Thanks for your thoughts.

------
dtnewman
If you are worried about the possibility of losing your job and having to do
without a salary, then you should start looking now. But from the way you
asked your question, it seems like you are aware of this possibility and you
are more worried about how this will affect your long-term career. My 2 cents
is that in future interviews, it's very unlikely anyone will ask or care about
the success of the project. They care about your technical skills and it
sounds like this job is good from that aspect. You should be able to spin this
in a positive light.

------
philbo
Invariably for questions like this, I think the answer is that you need to go
out and see what else is available. Get your resumé up to date, send it to
organisations that interest you, attend interviews.

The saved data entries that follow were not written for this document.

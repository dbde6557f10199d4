//! 约定扫描器实现

use di_abstractions::{
    ConventionScanner, Factory, Registration, ScanCandidate, ScanReport, ScanRules,
};
use infrastructure_common::{ScanWarning, ServiceKey};
use std::sync::Arc;
use tracing::{debug, info, warn};

/// 默认约定扫描器
///
/// 按输入顺序处理候选类型：
/// 无法读取的类型产生警告；抽象类型和被规则过滤的类型静默跳过；
/// 通过过滤但没有构造函数的类型产生警告；
/// 其余类型为每个非系统接口注册一次，没有接口时注册为自身。
#[derive(Debug, Default)]
pub struct ConventionScannerImpl;

impl ConventionScannerImpl {
    /// 创建扫描器
    pub fn new() -> Self {
        Self
    }
}

impl ConventionScanner for ConventionScannerImpl {
    fn scan(&self, candidates: Vec<ScanCandidate>, rules: &ScanRules) -> ScanReport {
        let total = candidates.len();
        let mut report = ScanReport::default();

        for candidate in candidates {
            let descriptor = match candidate {
                ScanCandidate::Unreadable { type_name, reason } => {
                    let warning = ScanWarning::new(type_name, reason);
                    warn!("{}", warning);
                    report.warnings.push(warning);
                    continue;
                }
                ScanCandidate::Descriptor(descriptor) => descriptor,
            };

            let identity = descriptor.identity();

            if !descriptor.is_concrete() {
                debug!("跳过抽象类型: {}", identity);
                continue;
            }

            if !rules.accepts(&descriptor) {
                debug!("规则过滤类型: {}", identity);
                continue;
            }

            if !descriptor.is_constructible() {
                let warning = ScanWarning::new(identity.type_name(), "具体类型没有可用的构造函数");
                warn!("{}", warning);
                report.warnings.push(warning);
                continue;
            }

            let mut service_keys: Vec<ServiceKey> = descriptor
                .interfaces()
                .filter(|service_key| !rules.is_system_interface(service_key))
                .collect();
            if service_keys.is_empty() || rules.binds_self() {
                service_keys.push(identity);
            }

            let descriptor = Arc::new(descriptor);
            for service_key in service_keys {
                let lifetime = rules.lifetime_for(&descriptor, service_key);
                debug!("约定注册: {} -> {} ({})", service_key, identity, lifetime);
                report.registrations.push(Registration::new(
                    service_key,
                    Factory::constructor(descriptor.clone()),
                    lifetime,
                ));
            }
            report.accepted.push(descriptor);
        }

        info!(
            "约定扫描完成: {} 个候选, 接受 {} 个类型, 产生 {} 条注册, {} 条警告",
            total,
            report.accepted.len(),
            report.registrations.len(),
            report.warnings.len()
        );

        report
    }

    fn name(&self) -> &str {
        "convention"
    }
}
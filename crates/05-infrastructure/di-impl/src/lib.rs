//! # 依赖注入具体实现
//!
//! 提供具体的依赖注入容器、服务注册表、解析器、单例缓存和约定扫描器实现。
//!
//! ```ignore
//! let container = DiContainerBuilder::new()
//!     .scan(candidates, &ScanRules::new().with_lifetime(Lifetime::Singleton))
//!     .build();
//! let dispenser = container.resolve::<dyn JellybeanDispenser>()?;
//! ```

pub mod cache;
pub mod container;
pub mod registry;
pub mod resolver;
pub mod scanner;

pub use cache::LifetimeCache;
pub use container::{DiContainerBuilder, DiContainerImpl, TypeRegistration};
pub use registry::ServiceRegistryImpl;
pub use resolver::ServiceResolverImpl;
pub use scanner::ConventionScannerImpl;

Just going through that process should help you understand where you want/need
to be. When you get offers for alternative positions and have met the teams
that you could be working with, then you'll know whether you should stay or
leave.

------
mattbgates
I've been building software myself and while I haven't officially started to
sell anything yet, I must say, what I've gained in experience far exceeds
whether the products I created are going to sell or not. I started out knowing
almost nothing and just a year later, I can build just about anything with PHP
and MySQL. So there is no waste there.

However, "selling dirt cheap" isn't always the way to go. Most companies
think: "You get what you pay for" and that may be a mistake on your partner's
part. Underpricing a product might seem great in order to beat the
competition, but when it comes to companies and profitability: they want
results and profits. They don't care how much it costs to get that. They will
pay tens of thousands of dollars to have software that is reliable and suits
their exact needs. When the client lets you know they expect to be paying
more: it usually means they are going to probably have some demands for
customization. He wants the clients, but then they will likely ask for custom
features or not be happy with something, and.. it may just be a never-ending
story, and there is going to be a time where you both have to just say no..
and take the hits and negative reviews.

OR.. say yes, but it is best to charge enough to stay in business and even
hire additional employees. I have undercharged clients before... many times
and many mistakes.. and after a while, when is it no longer worth it? When
will you just bite the bullet and take the hit because.. you didn't ask for
enough money to be worth maintaining the project.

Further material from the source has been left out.